Stored data
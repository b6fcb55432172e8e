//! ゲームモジュール
//!
//! ゲームのコア機能を提供するモジュールです。
//! プレイヤーと移動計算、プレイヤーレジストリ、ゾーン管理、セッション全体の同期処理を含みます。

pub mod player;
pub mod registry;
pub mod session;
pub mod zones;

pub use player::{Color, MovementParams, Player, PlayerAttrs, PlayerId};
pub use registry::{PlayerRegistry, Upsert};
pub use session::{GameSession, LocalProfile, SessionEvent, TickOutput};
pub use zones::{DrawTrace, PositionObserver, TracePoint, ZoneGrid, ZoneId, ZoneTracker, ZoneTransition};
//! ゾーン管理モジュール
//!
//! ワールドを3x3のゾーンに分割し、プレイヤーの最終位置とローカルプレイヤーの
//! 所属ゾーンを追跡します。ゾーン描画エフェクト用の軌跡（`DrawTrace`）もここで管理します。

use std::collections::{HashMap, VecDeque};

use crate::game::player::PlayerId;
use crate::utils::math::Vec2;

/// 中央の帯の幅（両軸共通）
pub const CENTER_BAND_SIZE: f64 = 300.0;

/// 軌跡ポイントの生存時間（ミリ秒）
pub const DRAW_TRACE_TTL_MS: f64 = 5000.0;

/// ゾーン識別子
#[derive(Debug, Clone, Copy, PartialEq, Eq, Hash)]
pub enum ZoneId {
    TopLeft,
    TopCenter,
    TopRight,
    MiddleLeft,
    Middle,
    MiddleRight,
    BottomLeft,
    BottomCenter,
    BottomRight,
}

impl ZoneId {
    const GRID: [[ZoneId; 3]; 3] = [
        [ZoneId::TopLeft, ZoneId::TopCenter, ZoneId::TopRight],
        [ZoneId::MiddleLeft, ZoneId::Middle, ZoneId::MiddleRight],
        [ZoneId::BottomLeft, ZoneId::BottomCenter, ZoneId::BottomRight],
    ];

    /// 列・行インデックス（0..3）から取得
    pub fn from_cell(column: usize, row: usize) -> ZoneId {
        Self::GRID[row.min(2)][column.min(2)]
    }

    /// 入ったときにハイライトされるゾーンか（四隅のみ）
    pub fn is_highlighted(self) -> bool {
        matches!(
            self,
            ZoneId::TopLeft | ZoneId::TopRight | ZoneId::BottomLeft | ZoneId::BottomRight
        )
    }

    /// ページ側の要素IDに対応する名前
    pub fn as_str(self) -> &'static str {
        match self {
            ZoneId::TopLeft => "top-left",
            ZoneId::TopCenter => "top-center",
            ZoneId::TopRight => "top-right",
            ZoneId::MiddleLeft => "middle-left",
            ZoneId::Middle => "middle",
            ZoneId::MiddleRight => "middle-right",
            ZoneId::BottomLeft => "bottom-left",
            ZoneId::BottomCenter => "bottom-center",
            ZoneId::BottomRight => "bottom-right",
        }
    }
}

/// ワールドの3x3分割
///
/// 各軸は `[0, side]`, `(side, side + center]`, `(side + center, dim]` の3帯で、
/// `side = (dim - center) / 2`。境界上の点は手前の帯に属します。
#[derive(Debug, Clone, Copy, PartialEq)]
pub struct ZoneGrid {
    width: f64,
    height: f64,
    center: f64,
}

impl ZoneGrid {
    pub fn new(width: f64, height: f64) -> Self {
        Self {
            width,
            height,
            center: CENTER_BAND_SIZE,
        }
    }

    fn band(value: f64, dimension: f64, center: f64) -> usize {
        let side = (dimension - center) / 2.0;
        if value <= side {
            0
        } else if value <= side + center {
            1
        } else {
            2
        }
    }

    /// 座標が属するゾーン
    pub fn zone_at(&self, position: Vec2) -> ZoneId {
        let column = Self::band(position.x, self.width, self.center);
        let row = Self::band(position.y, self.height, self.center);
        ZoneId::from_cell(column, row)
    }
}

/// ローカルプレイヤーのゾーン移動
#[derive(Debug, Clone, Copy, PartialEq, Eq)]
pub struct ZoneTransition {
    pub previous: Option<ZoneId>,
    pub current: ZoneId,
    /// 新しいゾーンをハイライトするか
    pub highlighted: bool,
}

/// プレイヤー位置の変更通知を受け取るインターフェース
///
/// `PlayerRegistry`はすべての変更をこのトレイト経由で通知します。
pub trait PositionObserver {
    /// プレイヤーが追加・更新された
    fn player_tracked(&mut self, id: &str, position: Vec2);
    /// リモートプレイヤーが移動した
    fn player_moved(&mut self, id: &str, position: Vec2);
    /// ローカルプレイヤーが移動した
    fn local_player_moved(&mut self, id: &str, position: Vec2);
    /// プレイヤーが削除された
    fn player_removed(&mut self, id: &str);
}

/// ゾーントラッカー
#[derive(Debug, Clone)]
pub struct ZoneTracker {
    grid: ZoneGrid,
    positions: HashMap<PlayerId, Vec2>,
    current_zone: Option<ZoneId>,
    pending_transition: Option<ZoneTransition>,
}

impl ZoneTracker {
    pub fn new(grid: ZoneGrid) -> Self {
        Self {
            grid,
            positions: HashMap::new(),
            current_zone: None,
            pending_transition: None,
        }
    }

    pub fn grid(&self) -> &ZoneGrid {
        &self.grid
    }

    /// 最後に通知されたプレイヤー位置
    pub fn last_position(&self, id: &str) -> Option<Vec2> {
        self.positions.get(id).copied()
    }

    /// 追跡中のプレイヤー数
    pub fn tracked_count(&self) -> usize {
        self.positions.len()
    }

    /// ローカルプレイヤーが現在いるゾーン
    pub fn current_zone(&self) -> Option<ZoneId> {
        self.current_zone
    }

    /// 未処理のゾーン移動を取り出す
    pub fn take_transition(&mut self) -> Option<ZoneTransition> {
        self.pending_transition.take()
    }

    /// 位置を記録し、変化があったかを返す
    fn record(&mut self, id: &str, position: Vec2) -> bool {
        match self.positions.get_mut(id) {
            Some(last) if *last == position => false,
            Some(last) => {
                *last = position;
                true
            }
            None => {
                self.positions.insert(id.to_string(), position);
                true
            }
        }
    }
}

impl PositionObserver for ZoneTracker {
    fn player_tracked(&mut self, id: &str, position: Vec2) {
        self.record(id, position);
    }

    fn player_moved(&mut self, id: &str, position: Vec2) {
        self.record(id, position);
    }

    fn local_player_moved(&mut self, id: &str, position: Vec2) {
        self.record(id, position);

        let zone = self.grid.zone_at(position);
        if self.current_zone != Some(zone) {
            let transition = ZoneTransition {
                previous: self.current_zone,
                current: zone,
                highlighted: zone.is_highlighted(),
            };
            log::debug!("ゾーン移動: {:?} -> {:?}", transition.previous, zone);
            self.current_zone = Some(zone);
            self.pending_transition = Some(transition);
        }
    }

    fn player_removed(&mut self, id: &str) {
        self.positions.remove(id);
    }
}

/// 軌跡ポイント
#[derive(Debug, Clone, PartialEq)]
pub struct TracePoint {
    pub position: Vec2,
    pub zone: String,
    /// 送信側のタイムスタンプ（ミリ秒）
    pub timestamp: f64,
}

/// ゾーン描画用の軌跡
///
/// 古いポイントは経過時間で削除するので、削除の頻度はフレームレートに依存しません。
#[derive(Debug, Clone, Default)]
pub struct DrawTrace {
    points: VecDeque<TracePoint>,
}

impl DrawTrace {
    pub fn new() -> Self {
        Self::default()
    }

    pub fn push(&mut self, point: TracePoint) {
        self.points.push_back(point);
    }

    /// `now - timestamp <= TTL`のポイントだけを残す（ちょうどTTLのものは残る）
    pub fn prune(&mut self, now_ms: f64) {
        self.points
            .retain(|point| now_ms - point.timestamp <= DRAW_TRACE_TTL_MS);
    }

    pub fn points(&self) -> impl Iterator<Item = &TracePoint> {
        self.points.iter()
    }

    pub fn len(&self) -> usize {
        self.points.len()
    }

    pub fn is_empty(&self) -> bool {
        self.points.is_empty()
    }
}
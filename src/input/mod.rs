//! 入力処理モジュール
//!
//! キーボードイベントを4方向の移動フラグ（`MovementIntent`）に変換します。
//! フラグは入力イベントが書き込み、同期ループが1ティックに1回読み取ります。

pub mod key_codes;

pub use key_codes::directions_for;

/// 移動方向
#[derive(Debug, Clone, Copy, PartialEq, Eq, Hash)]
pub enum Direction {
    Up,
    Down,
    Left,
    Right,
}

impl Direction {
    /// 同じ軸の反対方向
    pub fn opposite(self) -> Direction {
        match self {
            Direction::Up => Direction::Down,
            Direction::Down => Direction::Up,
            Direction::Left => Direction::Right,
            Direction::Right => Direction::Left,
        }
    }
}

/// キーイベントの種類
#[derive(Debug, Clone, Copy, PartialEq, Eq)]
pub enum KeyAction {
    Pressed,
    Released,
}

/// 移動入力の状態
#[derive(Debug, Clone, Copy, Default, PartialEq, Eq)]
pub struct MovementIntent {
    pub up: bool,
    pub down: bool,
    pub left: bool,
    pub right: bool,
}

impl MovementIntent {
    pub fn new() -> Self {
        Self::default()
    }

    fn flag_mut(&mut self, direction: Direction) -> &mut bool {
        match direction {
            Direction::Up => &mut self.up,
            Direction::Down => &mut self.down,
            Direction::Left => &mut self.left,
            Direction::Right => &mut self.right,
        }
    }

    /// 方向キーが押された
    ///
    /// 同じ軸の反対方向は解除されるので、1軸で同時に立つフラグは常に1つ以下です。
    pub fn press(&mut self, direction: Direction) {
        *self.flag_mut(direction) = true;
        *self.flag_mut(direction.opposite()) = false;
    }

    /// 方向キーが離された
    pub fn release(&mut self, direction: Direction) {
        *self.flag_mut(direction) = false;
    }

    /// ブラウザのキーイベントを適用し、移動キーだったかどうかを返す
    pub fn apply_key_event(&mut self, key: &str, code: &str, action: KeyAction) -> bool {
        let mut handled = false;
        for direction in directions_for(key, code) {
            match action {
                KeyAction::Pressed => self.press(direction),
                KeyAction::Released => self.release(direction),
            }
            handled = true;
        }
        handled
    }

    /// すべてのフラグを解除（フォーカス喪失時など）
    pub fn clear(&mut self) {
        *self = Self::default();
    }

    /// X軸の入力 (-1, 0, 1)
    pub fn horizontal(&self) -> i8 {
        (self.right as i8) - (self.left as i8)
    }

    /// Y軸の入力 (-1, 0, 1)、下向きが正
    pub fn vertical(&self) -> i8 {
        (self.down as i8) - (self.up as i8)
    }
}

• Task item: Go through the records above and copy each line where "HashMap" is found.

• Written solution:
use std::collections::{HashMap, VecDeque};
    positions: HashMap<PlayerId, Vec2>,
            positions: HashMap::new(),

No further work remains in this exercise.